You were asking earlier where the study of systems of infinite numbers comes in. It’s difficult to describe the purpose of subroutine intgcosf() for the evaluation of the definite integral g(x)cos(f(x)) without first digressing into a bit of pure mathematics.

While doing a bit of pure mathematics I found that every function that I could construct could be decomposed into a pure oscillatory part and a non-oscillatory part. The pure oscillatory part could be periodic or random or chaotic, the non-oscillatory part is none of these. This means that a function that is oscillating divergent can sometimes have the pure oscillatory component subtracted off to yield a convergent result. That’s what this subroutine is doing, using integration by parts to suppress the pure oscillatory component of an oscillating divergent integral to get a real convergent result.
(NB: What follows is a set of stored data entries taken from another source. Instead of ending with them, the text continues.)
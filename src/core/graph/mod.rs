//! Project-wide dependency index.
//!
//! Built once after every file has been parsed (a barrier), then shared
//! read-only by all resolution calls.
//!
//! - `collector`: per-file definitions, imports and references
//! - `resolve`: depth-bounded reachability walk for a candidate

mod collector;
mod resolve;

use std::collections::HashMap;
use std::path::{Path, PathBuf};

use serde::Serialize;

use crate::core::source::{FileId, LineRange, SourceFile, Span};
use crate::utils::normalize_path;

pub(crate) use collector::binding_names;
pub use collector::{FileSymbols, ImportInfo, Reference, collect_symbols};
pub use resolve::{ResolvedDependency, Resolution, resolve_dependencies};

#[derive(Debug, Clone, Copy, PartialEq, Eq, Hash, Serialize)]
#[serde(rename_all = "lowercase")]
pub enum DependencyKind {
    Function,
    Constant,
    Variable,
}

#[derive(Debug, Clone, Copy, PartialEq, Eq, PartialOrd, Ord, Hash)]
pub struct NodeId(pub usize);

/// A definition that text can depend on.
#[derive(Debug, Clone)]
pub struct DependencyNode {
    pub name: String,
    pub file: FileId,
    /// The defining statement or function.
    pub span: Span,
    pub lines: LineRange,
    pub kind: DependencyKind,
    /// Identifiers the definition reads.
    pub references: Vec<Reference>,
    /// Places in the project where this definition is read.
    pub referenced_at: Vec<(FileId, Span)>,
    pub exported: bool,
    scope: Option<Span>,
}

/// Result of looking a name up from a given place.
#[derive(Debug, Clone, PartialEq, Eq)]
pub enum Lookup {
    Found(Vec<NodeId>),
    /// A parameter, an external import, or nothing known.
    Opaque,
}

struct FileEntry {
    path: PathBuf,
    by_name: HashMap<String, Vec<NodeId>>,
    params: Vec<collector::ParamBinding>,
    imports: Vec<ImportInfo>,
    default_export: Option<String>,
}

pub struct DependencyIndex {
    nodes: Vec<DependencyNode>,
    files: Vec<FileEntry>,
    by_path: HashMap<PathBuf, FileId>,
}

impl DependencyIndex {
    /// Merge per-file symbols into one index. `symbols[i]` belongs to
    /// `files[i]`; files that failed to parse contribute empty symbols.
    pub fn build(files: &[SourceFile], symbols: Vec<FileSymbols>) -> Self {
        let mut nodes = Vec::new();
        let mut entries = Vec::with_capacity(files.len());
        let mut all_references = Vec::with_capacity(files.len());

        for (file, symbols) in files.iter().zip(symbols) {
            let mut by_name: HashMap<String, Vec<NodeId>> = HashMap::new();
            for def in symbols.definitions {
                let id = NodeId(nodes.len());
                by_name.entry(def.name.clone()).or_default().push(id);
                nodes.push(DependencyNode {
                    lines: file.line_range(def.span),
                    name: def.name,
                    file: file.id,
                    span: def.span,
                    kind: def.kind,
                    references: def.references,
                    referenced_at: Vec::new(),
                    exported: def.exported,
                    scope: def.scope,
                });
            }
            entries.push(FileEntry {
                path: normalize_path(&file.path),
                by_name,
                params: symbols.params,
                imports: symbols.imports,
                default_export: symbols.default_export,
            });
            all_references.push(symbols.references);
        }

        let by_path = entries
            .iter()
            .enumerate()
            .map(|(i, entry)| (entry.path.clone(), FileId(i)))
            .collect();

        let mut index = Self {
            nodes,
            files: entries,
            by_path,
        };

        let mut referenced_at: Vec<(NodeId, FileId, Span)> = Vec::new();
        for (i, references) in all_references.iter().enumerate() {
            for reference in references {
                if let Lookup::Found(ids) = index.lookup(FileId(i), reference.span.lo, &reference.name)
                {
                    referenced_at.extend(ids.into_iter().map(|id| (id, FileId(i), reference.span)));
                }
            }
        }
        for (id, file, span) in referenced_at {
            index.nodes[id.0].referenced_at.push((file, span));
        }

        tracing::info!(
            files = index.files.len(),
            definitions = index.nodes.len(),
            "dependency index built"
        );
        index
    }

    pub fn node(&self, id: NodeId) -> &DependencyNode {
        &self.nodes[id.0]
    }

    pub fn nodes(&self) -> &[DependencyNode] {
        &self.nodes
    }

    /// Resolve `name` as read at byte `offset` of `file`.
    ///
    /// Order: the innermost enclosing definition in the same file, then a
    /// relative import, then the first module-level definition in path
    /// order. Parameters and external imports are opaque.
    pub fn lookup(&self, file: FileId, offset: usize, name: &str) -> Lookup {
        let entry = &self.files[file.0];

        // Innermost scope containing the offset wins; module level is outermost.
        let mut best: Option<(usize, Vec<NodeId>)> = None;
        for &id in entry.by_name.get(name).map(Vec::as_slice).unwrap_or_default() {
            let depth = match self.nodes[id.0].scope {
                None => usize::MAX,
                Some(scope) if scope.lo <= offset && offset < scope.hi => scope.len(),
                Some(_) => continue,
            };
            match &mut best {
                Some((best_depth, ids)) if *best_depth == depth => ids.push(id),
                Some((best_depth, _)) if *best_depth < depth => {}
                _ => best = Some((depth, vec![id])),
            }
        }

        let param_depth = entry
            .params
            .iter()
            .filter(|p| p.name == name && p.scope.lo <= offset && offset < p.scope.hi)
            .map(|p| p.scope.len())
            .min();
        if let Some(param_depth) = param_depth
            && best.as_ref().is_none_or(|(depth, _)| param_depth < *depth)
        {
            return Lookup::Opaque;
        }

        if let Some((_, ids)) = best {
            return Lookup::Found(ids);
        }

        if let Some(import) = entry.imports.iter().find(|i| i.local_name == name) {
            return self.lookup_import(&entry.path, import);
        }

        self.files
            .iter()
            .enumerate()
            .filter(|(i, _)| *i != file.0)
            .find_map(|(_, other)| {
                let ids = self.module_level(other, name);
                (!ids.is_empty()).then_some(ids)
            })
            .map_or(Lookup::Opaque, Lookup::Found)
    }

    fn lookup_import(&self, from: &Path, import: &ImportInfo) -> Lookup {
        let Some(target) = self.resolve_module(from, &import.module_path) else {
            return Lookup::Opaque;
        };
        let entry = &self.files[target.0];
        let name = match import.imported_name.as_str() {
            "*" => return Lookup::Opaque,
            "default" => match &entry.default_export {
                Some(name) => name.as_str(),
                None => return Lookup::Opaque,
            },
            name => name,
        };
        let ids = self.module_level(entry, name);
        if ids.is_empty() {
            Lookup::Opaque
        } else {
            Lookup::Found(ids)
        }
    }

    fn module_level(&self, entry: &FileEntry, name: &str) -> Vec<NodeId> {
        entry
            .by_name
            .get(name)
            .map(|ids| {
                ids.iter()
                    .copied()
                    .filter(|id| self.nodes[id.0].scope.is_none())
                    .collect()
            })
            .unwrap_or_default()
    }

    /// Resolve a relative module specifier against the scanned file set.
    /// Bare specifiers (packages) never resolve.
    pub fn resolve_module(&self, from: &Path, import_path: &str) -> Option<FileId> {
        resolve_import_path(from, import_path)
            .into_iter()
            .find_map(|candidate| self.by_path.get(&candidate).copied())
    }
}

/// Candidate file paths for a relative import, most specific first.
pub fn resolve_import_path(current_file: &Path, import_path: &str) -> Vec<PathBuf> {
    if !import_path.starts_with('.') {
        return Vec::new();
    }
    let Some(base_dir) = current_file.parent() else {
        return Vec::new();
    };
    let resolved = normalize_path(&base_dir.join(import_path));

    let mut candidates = vec![resolved.clone()];
    for ext in ["ts", "tsx", "js", "jsx"] {
        let mut with_ext = resolved.clone().into_os_string();
        with_ext.push(format!(".{}", ext));
        candidates.push(PathBuf::from(with_ext));
    }
    for ext in ["ts", "tsx", "js", "jsx"] {
        candidates.push(resolved.join(format!("index.{}", ext)));
    }
    candidates
}

#[cfg(test)]
mod tests {
    use std::path::Path;

    use pretty_assertions::assert_eq;

    use super::*;
    use crate::core::parsers::jsx::parse_jsx_source;

    pub(crate) fn build_index(sources: &[(&str, &str)]) -> (Vec<SourceFile>, DependencyIndex) {
        let files: Vec<SourceFile> = sources
            .iter()
            .enumerate()
            .map(|(i, (path, code))| SourceFile::new(FileId(i), *path, code.to_string()))
            .collect();
        let symbols = files
            .iter()
            .map(|f| collect_symbols(&parse_jsx_source(&f.content, &f.path).unwrap()))
            .collect();
        let index = DependencyIndex::build(&files, symbols);
        (files, index)
    }

    fn names(index: &DependencyIndex, lookup: Lookup) -> Vec<(String, FileId)> {
        match lookup {
            Lookup::Found(ids) => ids
                .into_iter()
                .map(|id| (index.node(id).name.clone(), index.node(id).file))
                .collect(),
            Lookup::Opaque => Vec::new(),
        }
    }

    #[test]
    fn test_resolve_import_path_candidates() {
        let candidates = resolve_import_path(Path::new("src/app/page.tsx"), "../lib/format");
        assert_eq!(candidates[0], PathBuf::from("src/lib/format"));
        assert!(candidates.contains(&PathBuf::from("src/lib/format.ts")));
        assert!(candidates.contains(&PathBuf::from("src/lib/format/index.tsx")));
        assert!(resolve_import_path(Path::new("src/a.ts"), "react").is_empty());
    }

    #[test]
    fn test_same_file_wins_over_import_and_global() {
        let (_, index) = build_index(&[
            ("src/a.tsx", "const title = 'A';\nexport const App = () => <p>{title.trim()}</p>;"),
            ("src/b.ts", "export const title = 'B';"),
        ]);
        let offset = 30;
        assert_eq!(
            names(&index, index.lookup(FileId(0), offset, "title")),
            vec![("title".to_string(), FileId(0))]
        );
    }

    #[test]
    fn test_relative_import_is_followed() {
        let (_, index) = build_index(&[
            (
                "src/components/Hello.tsx",
                "import { greet as hello } from '../lib/greet';\nexport const Hello = () => <p>{hello()}</p>;",
            ),
            ("src/lib/greet.ts", "export function greet() { return 'hi'; }"),
            ("src/other/greet.ts", "export function hello() { return 'nope'; }"),
        ]);
        assert_eq!(
            names(&index, index.lookup(FileId(0), 60, "hello")),
            vec![("greet".to_string(), FileId(1))]
        );
    }

    #[test]
    fn test_default_import_follows_default_export() {
        let (_, index) = build_index(&[
            ("a.tsx", "import label from './label';"),
            ("label.ts", "const makeLabel = () => 'x';\nexport default makeLabel;"),
        ]);
        assert_eq!(
            names(&index, index.lookup(FileId(0), 0, "label")),
            vec![("makeLabel".to_string(), FileId(1))]
        );
    }

    #[test]
    fn test_external_import_is_opaque() {
        let (_, index) = build_index(&[
            ("a.tsx", "import { format } from 'date-fns';"),
            ("b.ts", "export function format() { return 'shadow'; }"),
        ]);
        assert_eq!(index.lookup(FileId(0), 0, "format"), Lookup::Opaque);
    }

    #[test]
    fn test_global_fallback_uses_path_order() {
        let (_, index) = build_index(&[
            ("a.tsx", "export const A = () => <p>{SITE_NAME}</p>;"),
            ("b.ts", "const SITE_NAME = 'B';"),
            ("c.ts", "const SITE_NAME = 'C';"),
        ]);
        assert_eq!(
            names(&index, index.lookup(FileId(0), 0, "SITE_NAME")),
            vec![("SITE_NAME".to_string(), FileId(1))]
        );
    }

    #[test]
    fn test_parameters_shadow_definitions() {
        let code = "const user = 'global';\nfunction greet(user) { return `Hi ${user}`; }";
        let (_, index) = build_index(&[("a.ts", code)]);
        let inside = code.find("`Hi").unwrap();
        assert_eq!(index.lookup(FileId(0), inside, "user"), Lookup::Opaque);
        assert_eq!(
            names(&index, index.lookup(FileId(0), 0, "user")),
            vec![("user".to_string(), FileId(0))]
        );
    }

    #[test]
    fn test_local_definition_scoped_to_function() {
        let code = "function A() { const label = 'a'; return label; }\nfunction B() { const label = 'b'; return label; }";
        let (files, index) = build_index(&[("a.ts", code)]);
        let in_b = code.rfind("return label").unwrap();
        let Lookup::Found(ids) = index.lookup(FileId(0), in_b, "label") else {
            panic!("label should resolve");
        };
        assert_eq!(ids.len(), 1);
        assert!(
            files[0]
                .slice(index.node(ids[0]).span)
                .starts_with("const label = 'b'")
        );
    }

    #[test]
    fn test_referenced_at_is_populated() {
        let (_, index) = build_index(&[
            ("a.tsx", "import { SITE } from './site';\nexport const A = () => <p>{SITE + '!'}</p>;"),
            ("site.ts", "export const SITE = 'Acme';"),
        ]);
        let site = index.nodes().iter().find(|n| n.name == "SITE").unwrap();
        assert_eq!(site.kind, DependencyKind::Constant);
        assert!(site.exported);
        assert_eq!(site.referenced_at.len(), 1);
        assert_eq!(site.referenced_at[0].0, FileId(0));
    }
}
We see this process elsewhere in applied mathematics, in the evaluation of “asymptotic integrals”, and in the evaluation of “divergent series”.

Some results, a mix of theoretical and numerical evaluations of the integral of g(x) cos(x) over the interval 0 to infinity, give the following table of integrals. You won't find this table anywhere else on the web. Accuracy of the numerical evaluations is not guaranteed, particularly in the last decimal place.

 

[mfb]

Most of your integrals are not even well-defined, so it is not surprising they are not listed anywhere.
The others are easy to get with the usual tools. Sometimes even analytically.

This forum is not the right place for software development, I closed the thread.